↓
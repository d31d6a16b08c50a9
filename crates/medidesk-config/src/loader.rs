//! Loading and checking a `DeskConfig`.
//!
//! Parsing failures and inconsistent reference lists are both reported as
//! `DeskError::ConfigError`, before any screen is built.

use std::{collections::HashSet, path::Path};

use tracing::{debug, info};

use medidesk_contracts::error::{DeskError, DeskResult};

use crate::schema::DeskConfig;

impl DeskConfig {
    /// Parse `s` as TOML and check the reference lists.
    pub fn from_toml_str(s: &str) -> DeskResult<Self> {
        let config: DeskConfig = toml::from_str(s).map_err(|e| DeskError::ConfigError {
            reason: format!("failed to parse config TOML: {}", e),
        })?;
        config.check()?;

        debug!(
            doctors = config.doctors.len(),
            services = config.services.len(),
            time_slots = config.scheduling.time_slots.len(),
            backend = ?config.storage.backend,
            "config parsed"
        );
        Ok(config)
    }

    /// Read the file at `path` and parse it as TOML configuration.
    pub fn from_file(path: &Path) -> DeskResult<Self> {
        let contents = std::fs::read_to_string(path).map_err(|e| DeskError::ConfigError {
            reason: format!("failed to read config file '{}': {}", path.display(), e),
        })?;
        let config = Self::from_toml_str(&contents)?;
        info!(path = %path.display(), "config loaded");
        Ok(config)
    }

    /// Reject reference lists a selector could not present unambiguously.
    fn check(&self) -> DeskResult<()> {
        let mut seen = HashSet::new();
        for doctor in &self.doctors {
            if doctor.id.as_str().is_empty() {
                return Err(DeskError::ConfigError {
                    reason: format!("doctor '{}' has an empty id", doctor.name),
                });
            }
            if !seen.insert(doctor.id.as_str()) {
                return Err(DeskError::ConfigError {
                    reason: format!("duplicate doctor id '{}'", doctor.id),
                });
            }
        }

        if self.services.iter().any(|s| s.trim().is_empty()) {
            return Err(DeskError::ConfigError {
                reason: "services must not contain blank entries".to_string(),
            });
        }
        if self.scheduling.time_slots.iter().any(|s| s.trim().is_empty()) {
            return Err(DeskError::ConfigError {
                reason: "scheduling.time_slots must not contain blank entries".to_string(),
            });
        }
        Ok(())
    }
}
↑
• **What to work on**
Your answer should be only the number of lines in the entries above that hold the string "trim".

• **Result below**
2